*** Information supplied Section Begins ***

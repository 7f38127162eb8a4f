use serde::Deserialize;
use serde::Serialize;
use serde_json::Map;
use serde_json::Value;

/// An authentication method offered on the login page (`BASIC`, `OAUTH2`, `OAUTH2_INTERNAL`)
///
/// Provider specific settings (OAuth2 endpoints, token configuration, ...) are kept as raw JSON.
#[derive(Debug, Clone, Default, PartialEq, Serialize, Deserialize)]
#[serde(rename_all = "camelCase")]
pub struct LoginOption {
    #[serde(default, skip_serializing_if = "Option::is_none")]
    pub id: Option<String>,

    #[serde(rename = "self", default, skip_serializing_if = "Option::is_none")]
    pub self_link: Option<String>,

    #[serde(rename = "type", default, skip_serializing_if = "Option::is_none")]
    pub option_type: Option<String>,

    #[serde(default, skip_serializing_if = "Option::is_none")]
    pub provider_name: Option<String>,

    #[serde(default, skip_serializing_if = "Option::is_none")]
    pub user_management_source: Option<String>,

    #[serde(default, skip_serializing_if = "Option::is_none")]
    pub visible_on_login_page: Option<bool>,

    #[serde(default, skip_serializing_if = "Option::is_none")]
    pub only_management_tenant_access: Option<bool>,

    #[serde(flatten)]
    pub settings: Map<String, Value>,
}

c8y_collection!(LoginOptionCollection<LoginOption>, "loginOptions");

/// Restrict a login option to the management tenant
#[derive(Debug, Clone, Copy, Default, PartialEq, Eq, Serialize, Deserialize)]
#[serde(rename_all = "camelCase")]
pub struct AuthConfigAccess {
    pub only_management_tenant_access: bool,
}
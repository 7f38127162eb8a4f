use super::Output;
use c8y_api::json_c8y::NotificationTokenClaims;
use c8y_api::C8yClient;
use c8y_http::CancellationToken;

#[derive(clap::Subcommand, Debug)]
pub enum NotificationsCmd {
    /// Create a token to consume a subscription
    Token {
        /// Unique name of the consumer
        #[clap(long)]
        subscriber: String,

        /// Name of the subscription to consume
        #[clap(long)]
        subscription: String,

        #[clap(long)]
        expires_in_minutes: Option<u64>,
    },
}

impl NotificationsCmd {
    pub fn description(&self) -> String {
        match self {
            NotificationsCmd::Token { subscription, .. } => {
                format!("create a token for the subscription {subscription}")
            }
        }
    }

    pub async fn execute(self, c8y: &C8yClient, cancel: CancellationToken) -> anyhow::Result<Output> {
        match self {
            NotificationsCmd::Token {
                subscriber,
                subscription,
                expires_in_minutes,
            } => {
                let claims = NotificationTokenClaims {
                    expires_in_minutes,
                    ..NotificationTokenClaims::new(subscriber, subscription)
                };
                let token = c8y
                    .notifications()
                    .cancel_on(cancel)
                    .create_token(&claims)
                    .await?;
                Output::json(&token)
            }
        }
    }
}
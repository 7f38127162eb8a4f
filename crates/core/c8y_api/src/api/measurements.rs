use super::Pagination;
use crate::json_c8y::Measurement;
use crate::json_c8y::MeasurementCollection;
use crate::media_types;
use c8y_http::json_without;
use c8y_http::QueryParams;
use c8y_http::RestError;
use c8y_http::ToQuery;
use serde_json::json;
use time::OffsetDateTime;

const MEASUREMENTS: &str = "/measurement/measurements";
const MEASUREMENT: &str = "/measurement/measurements/{id}";

const CREATE_REMOVED_FIELDS: &[&str] = &["id", "self", "source.self", "source.name"];

api_handle!(
    /// `/measurement/measurements`
    Measurements
);

#[derive(Debug, Clone, Default, PartialEq)]
pub struct MeasurementQuery {
    pub date_from: Option<OffsetDateTime>,
    pub date_to: Option<OffsetDateTime>,
    pub revert: Option<bool>,
    pub source: Option<String>,
    pub measurement_type: Option<String>,
    pub value_fragment_series: Option<String>,
    pub value_fragment_type: Option<String>,
    pub pagination: Pagination,
}

impl ToQuery for MeasurementQuery {
    fn append_to(&self, query: &mut QueryParams) {
        query.add_if_required("dateFrom", self.date_from);
        query.add_if_required("dateTo", self.date_to);
        query.add_if_required("revert", self.revert);
        query.add_if_required("source", &self.source);
        query.add_if_required("type", &self.measurement_type);
        query.add_if_required("valueFragmentSeries", &self.value_fragment_series);
        query.add_if_required("valueFragmentType", &self.value_fragment_type);
        self.pagination.append_to(query);
    }
}

impl Measurements<'_> {
    pub async fn list(&self, query: &MeasurementQuery) -> Result<MeasurementCollection, RestError> {
        self.ctx
            .get(MEASUREMENTS, &[])
            .query_params(query)
            .accept(media_types::MEASUREMENT_COLLECTION)
            .send_json()
            .await
    }

    pub async fn create(&self, measurement: &Measurement) -> Result<Measurement, RestError> {
        self.ctx
            .post(MEASUREMENTS, &[])
            .content_type(media_types::MEASUREMENT)
            .accept(media_types::MEASUREMENT)
            .json_without(measurement, CREATE_REMOVED_FIELDS)
            .send_json()
            .await
    }

    /// Create several measurements with a single request
    pub async fn create_many(
        &self,
        measurements: &[Measurement],
    ) -> Result<MeasurementCollection, RestError> {
        let measurements = measurements
            .iter()
            .map(|measurement| json_without(measurement, CREATE_REMOVED_FIELDS))
            .collect::<Result<Vec<_>, _>>()?;
        self.ctx
            .post(MEASUREMENTS, &[])
            .content_type(media_types::MEASUREMENT_COLLECTION)
            .accept(media_types::MEASUREMENT_COLLECTION)
            .json(&json!({ "measurements": measurements }))
            .send_json()
            .await
    }

    pub async fn delete_many(&self, query: &MeasurementQuery) -> Result<(), RestError> {
        self.ctx
            .delete(MEASUREMENTS, &[])
            .query_params(query)
            .send_empty()
            .await
    }

    pub async fn get(&self, id: &str) -> Result<Measurement, RestError> {
        self.ctx
            .get(MEASUREMENT, &[id])
            .accept(media_types::MEASUREMENT)
            .send_json()
            .await
    }

    pub async fn delete(&self, id: &str) -> Result<(), RestError> {
        self.ctx.delete(MEASUREMENT, &[id]).send_empty().await
    }
}
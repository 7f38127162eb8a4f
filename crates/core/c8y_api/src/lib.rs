//! Typed client of the Cumulocity IoT REST API
//!
//! ```no_run
//! # async fn example() -> Result<(), c8y_api::RestError> {
//! use c8y_api::C8yClient;
//! use c8y_api::EventQuery;
//! use c8y_api::Pagination;
//! use c8y_http::C8yHttpClient;
//! use c8y_http::Credentials;
//!
//! let http = C8yHttpClient::builder("example.cumulocity.com")
//!     .credentials(Credentials::tenant_user("t12345", "admin", "secret"))
//!     .build()?;
//! let c8y = C8yClient::from(http);
//!
//! let events = c8y
//!     .events()
//!     .list(&EventQuery {
//!         event_type: Some("c8y_LocationUpdate".into()),
//!         pagination: Pagination::page_size(5),
//!         ..EventQuery::default()
//!     })
//!     .await?;
//! for event in events.items {
//!     println!("{:?}", event.text);
//! }
//! # Ok(())
//! # }
//! ```
pub mod json_c8y;
pub mod media_types;

mod api;

pub use api::*;
pub use c8y_http::ByteStream;
pub use c8y_http::C8yHttpClient;
pub use c8y_http::CancellationToken;
pub use c8y_http::ProcessingMode;
pub use c8y_http::RestError;

/// Entry point to all the API handles, sharing one HTTP client
#[derive(Debug, Clone)]
pub struct C8yClient {
    http: C8yHttpClient,
}

impl From<C8yHttpClient> for C8yClient {
    fn from(http: C8yHttpClient) -> Self {
        C8yClient { http }
    }
}

impl C8yClient {
    pub fn http(&self) -> &C8yHttpClient {
        &self.http
    }

    pub fn alarms(&self) -> Alarms<'_> {
        Alarms::new(&self.http)
    }

    pub fn applications(&self) -> Applications<'_> {
        Applications::new(&self.http)
    }

    pub fn audits(&self) -> Audits<'_> {
        Audits::new(&self.http)
    }

    pub fn binaries(&self) -> Binaries<'_> {
        Binaries::new(&self.http)
    }

    pub fn bulk_operations(&self) -> BulkOperations<'_> {
        BulkOperations::new(&self.http)
    }

    pub fn current_application(&self) -> CurrentApplication<'_> {
        CurrentApplication::new(&self.http)
    }

    pub fn device_credentials(&self) -> DeviceCredentialsApi<'_> {
        DeviceCredentialsApi::new(&self.http)
    }

    pub fn events(&self) -> Events<'_> {
        Events::new(&self.http)
    }

    pub fn identity(&self) -> Identity<'_> {
        Identity::new(&self.http)
    }

    pub fn inventory(&self) -> Inventory<'_> {
        Inventory::new(&self.http)
    }

    pub fn login_options(&self) -> LoginOptions<'_> {
        LoginOptions::new(&self.http)
    }

    pub fn measurements(&self) -> Measurements<'_> {
        Measurements::new(&self.http)
    }

    pub fn notifications(&self) -> Notifications<'_> {
        Notifications::new(&self.http)
    }

    pub fn operations(&self) -> Operations<'_> {
        Operations::new(&self.http)
    }

    pub fn retention_rules(&self) -> RetentionRules<'_> {
        RetentionRules::new(&self.http)
    }

    pub fn tenant_options(&self) -> TenantOptions<'_> {
        TenantOptions::new(&self.http)
    }
}

#[cfg(test)]
mod tests {
    use super::*;
    use c8y_http::Credentials;

    #[tokio::test]
    async fn handles_share_the_client_settings() {
        let mut server = mockito::Server::new_async().await;
        let mock = server
            .mock("POST", "/event/events")
            .match_header("x-cumulocity-processing-mode", "QUIESCENT")
            .match_header("authorization", "Bearer my-token")
            .with_status(201)
            .with_body(r#"{"id": "1"}"#)
            .create_async()
            .await;

        let http = C8yHttpClient::builder(&server.url())
            .credentials(Credentials::bearer("my-token"))
            .processing_mode(ProcessingMode::Quiescent)
            .build()
            .unwrap();
        let c8y = C8yClient::from(http);
        let event = c8y
            .events()
            .create(&json_c8y::Event::default())
            .await
            .unwrap();

        mock.assert_async().await;
        assert_eq!(event.id.as_deref(), Some("1"));
    }
}
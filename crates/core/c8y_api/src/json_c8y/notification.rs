use super::ManagedObjectRef;
use serde::Deserialize;
use serde::Serialize;

/// A notification 2.0 subscription to the changes of a managed object or of the whole tenant
#[derive(Debug, Clone, Default, PartialEq, Eq, Serialize, Deserialize)]
#[serde(rename_all = "camelCase")]
pub struct NotificationSubscription {
    #[serde(default, skip_serializing_if = "Option::is_none")]
    pub id: Option<String>,

    #[serde(rename = "self", default, skip_serializing_if = "Option::is_none")]
    pub self_link: Option<String>,

    /// `mo` or `tenant`
    #[serde(default, skip_serializing_if = "Option::is_none")]
    pub context: Option<String>,

    #[serde(default, skip_serializing_if = "Option::is_none")]
    pub source: Option<ManagedObjectRef>,

    /// The subscription name
    #[serde(default, skip_serializing_if = "Option::is_none")]
    pub subscription: Option<String>,

    #[serde(default, skip_serializing_if = "Option::is_none")]
    pub subscription_filter: Option<SubscriptionFilter>,

    #[serde(default, skip_serializing_if = "Option::is_none")]
    pub fragments_to_copy: Option<Vec<String>>,

    #[serde(default, skip_serializing_if = "Option::is_none")]
    pub non_persistent: Option<bool>,
}

impl NotificationSubscription {
    /// A subscription to the changes of a managed object
    pub fn for_managed_object(
        subscription: impl Into<String>,
        source: impl Into<ManagedObjectRef>,
    ) -> Self {
        NotificationSubscription {
            context: Some("mo".to_string()),
            source: Some(source.into()),
            subscription: Some(subscription.into()),
            ..NotificationSubscription::default()
        }
    }

    /// A subscription to the changes of the whole tenant
    pub fn for_tenant(subscription: impl Into<String>) -> Self {
        NotificationSubscription {
            context: Some("tenant".to_string()),
            subscription: Some(subscription.into()),
            ..NotificationSubscription::default()
        }
    }

    pub fn with_filter(self, filter: SubscriptionFilter) -> Self {
        NotificationSubscription {
            subscription_filter: Some(filter),
            ..self
        }
    }
}

#[derive(Debug, Clone, Default, PartialEq, Eq, Serialize, Deserialize)]
#[serde(rename_all = "camelCase")]
pub struct SubscriptionFilter {
    /// `alarms`, `alarmsWithChildren`, `events`, `eventsWithChildren`, `managedobjects`, `measurements`, `operations` or `*`
    #[serde(default, skip_serializing_if = "Vec::is_empty")]
    pub apis: Vec<String>,

    #[serde(default, skip_serializing_if = "Option::is_none")]
    pub type_filter: Option<String>,
}

c8y_collection!(NotificationSubscriptionCollection<NotificationSubscription>, "subscriptions");

/// The claims of a token granting access to a subscription
#[derive(Debug, Clone, Default, PartialEq, Eq, Serialize, Deserialize)]
#[serde(rename_all = "camelCase")]
pub struct NotificationTokenClaims {
    pub subscriber: String,

    pub subscription: String,

    #[serde(default, skip_serializing_if = "Option::is_none")]
    pub expires_in_minutes: Option<u64>,

    #[serde(default, skip_serializing_if = "Option::is_none")]
    pub shared: Option<bool>,

    #[serde(rename = "type", default, skip_serializing_if = "Option::is_none")]
    pub token_type: Option<String>,

    #[serde(default, skip_serializing_if = "Option::is_none")]
    pub signed: Option<bool>,

    #[serde(default, skip_serializing_if = "Option::is_none")]
    pub non_persistent: Option<bool>,
}

impl NotificationTokenClaims {
    pub fn new(subscriber: impl Into<String>, subscription: impl Into<String>) -> Self {
        NotificationTokenClaims {
            subscriber: subscriber.into(),
            subscription: subscription.into(),
            ..NotificationTokenClaims::default()
        }
    }
}

#[derive(Clone, PartialEq, Eq, Serialize, Deserialize)]
pub struct NotificationToken {
    pub token: String,
}

impl std::fmt::Debug for NotificationToken {
    fn fmt(&self, f: &mut std::fmt::Formatter<'_>) -> std::fmt::Result {
        f.debug_struct("NotificationToken").finish_non_exhaustive()
    }
}

/// The outcome of an unsubscription, `DONE` on success
#[derive(Debug, Clone, PartialEq, Eq, Serialize, Deserialize)]
pub struct UnsubscribeResult {
    pub result: String,
}
use c8y_api::C8yClient;
use c8y_config::DEFAULT_C8Y_CONFIG_PATH;
use c8y_http::CancellationToken;
use serde_json::Value;
use std::path::PathBuf;

mod binaries;
mod bootstrap;
mod events;
mod login_options;
mod notifications;
mod operations;

pub use binaries::BinariesCmd;
pub use bootstrap::BootstrapCmd;
pub use events::EventsCmd;
pub use login_options::LoginOptionsCmd;
pub use notifications::NotificationsCmd;
pub use operations::OperationsCmd;

#[derive(clap::Parser, Debug)]
#[clap(
    name = "c8y",
    version = clap::crate_version!(),
    about = clap::crate_description!(),
    arg_required_else_help(true)
)]
pub struct Opt {
    /// Directory of the `c8y.toml` configuration file
    #[clap(
        long = "config-dir",
        env = "C8Y_CONFIG_DIR",
        default_value = DEFAULT_C8Y_CONFIG_PATH,
        global = true
    )]
    pub config_dir: PathBuf,

    /// Turn-on the debug log level.
    ///
    /// If off only reports INFO, WARN and ERROR messages.
    #[clap(long, global = true)]
    pub debug: bool,

    #[clap(subcommand)]
    pub command: C8yCmd,
}

#[derive(clap::Subcommand, Debug)]
pub enum C8yCmd {
    /// Events of the devices
    #[clap(subcommand)]
    Events(EventsCmd),

    /// Operations sent to the devices
    #[clap(subcommand)]
    Operations(OperationsCmd),

    /// Files stored in the inventory
    #[clap(subcommand)]
    Binaries(BinariesCmd),

    /// Authentication methods of the tenant
    #[clap(subcommand)]
    LoginOptions(LoginOptionsCmd),

    /// Notification 2.0 service
    #[clap(subcommand)]
    Notifications(NotificationsCmd),

    /// Requests sent with the bootstrap credentials
    #[clap(subcommand)]
    Bootstrap(BootstrapCmd),
}

/// What a command prints once done
#[derive(Debug, PartialEq)]
pub enum Output {
    Json(Value),
    Saved { path: PathBuf, size: u64 },
    Done,
}

impl Output {
    pub(crate) fn json<T: serde::Serialize>(value: &T) -> anyhow::Result<Self> {
        Ok(Output::Json(serde_json::to_value(value)?))
    }
}

impl C8yCmd {
    /// Tell what the command does, to give some context to an error
    pub fn description(&self) -> String {
        match self {
            C8yCmd::Events(cmd) => cmd.description(),
            C8yCmd::Operations(cmd) => cmd.description(),
            C8yCmd::Binaries(cmd) => cmd.description(),
            C8yCmd::LoginOptions(cmd) => cmd.description(),
            C8yCmd::Notifications(cmd) => cmd.description(),
            C8yCmd::Bootstrap(cmd) => cmd.description(),
        }
    }

    /// Run the command, aborting the in-flight request when `cancel` is triggered
    pub async fn execute(self, c8y: &C8yClient, cancel: CancellationToken) -> anyhow::Result<Output> {
        match self {
            C8yCmd::Events(cmd) => cmd.execute(c8y, cancel).await,
            C8yCmd::Operations(cmd) => cmd.execute(c8y, cancel).await,
            C8yCmd::Binaries(cmd) => cmd.execute(c8y, cancel).await,
            C8yCmd::LoginOptions(cmd) => cmd.execute(c8y, cancel).await,
            C8yCmd::Notifications(cmd) => cmd.execute(c8y, cancel).await,
            C8yCmd::Bootstrap(cmd) => cmd.execute(c8y, cancel).await,
        }
    }
}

*** Information supplied Section Ends ***

What is needed is a count of the lines in the data that contain the word "Clone"; please give it and no other words.

Task response ->
9